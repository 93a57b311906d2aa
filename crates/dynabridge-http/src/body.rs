//! Response body type: buffered JSON or nothing.

use std::pin::Pin;
use std::task::{Context, Poll};

use bytes::Bytes;
use http_body_util::Full;

/// Body of every adapter response.
#[derive(Debug, Default)]
pub enum ResponseBody {
    /// A fully buffered JSON payload.
    Buffered(Full<Bytes>),
    /// No body.
    #[default]
    Empty,
}

impl ResponseBody {
    /// Wrap serialized JSON.
    #[must_use]
    pub fn from_json(json: Vec<u8>) -> Self {
        Self::Buffered(Full::new(Bytes::from(json)))
    }

    /// An empty body.
    #[must_use]
    pub fn empty() -> Self {
        Self::Empty
    }
}

impl http_body::Body for ResponseBody {
    type Data = Bytes;
    type Error = std::io::Error;

    fn poll_frame(
        self: Pin<&mut Self>,
        cx: &mut Context<'_>,
    ) -> Poll<Option<Result<http_body::Frame<Self::Data>, Self::Error>>> {
        match self.get_mut() {
            Self::Buffered(full) => Pin::new(full)
                .poll_frame(cx)
                .map_err(|never| match never {}),
            Self::Empty => Poll::Ready(None),
        }
    }

    fn is_end_stream(&self) -> bool {
        match self {
            Self::Buffered(full) => full.is_end_stream(),
            Self::Empty => true,
        }
    }

    fn size_hint(&self) -> http_body::SizeHint {
        match self {
            Self::Buffered(full) => full.size_hint(),
            Self::Empty => http_body::SizeHint::with_exact(0),
        }
    }
}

**What to do:** Up to and including the line containing "pub enum ResponseBody", please write out the listing exactly, starting from its first line.

**Answer to this problem:**
repository 93a57b311906d2aa
filename crates/dynabridge-http/src/body.rs
//! Response body type: buffered JSON or nothing.

use std::pin::Pin;
use std::task::{Context, Poll};

use bytes::Bytes;
use http_body_util::Full;

/// Body of every adapter response.
#[derive(Debug, Default)]
pub enum ResponseBody {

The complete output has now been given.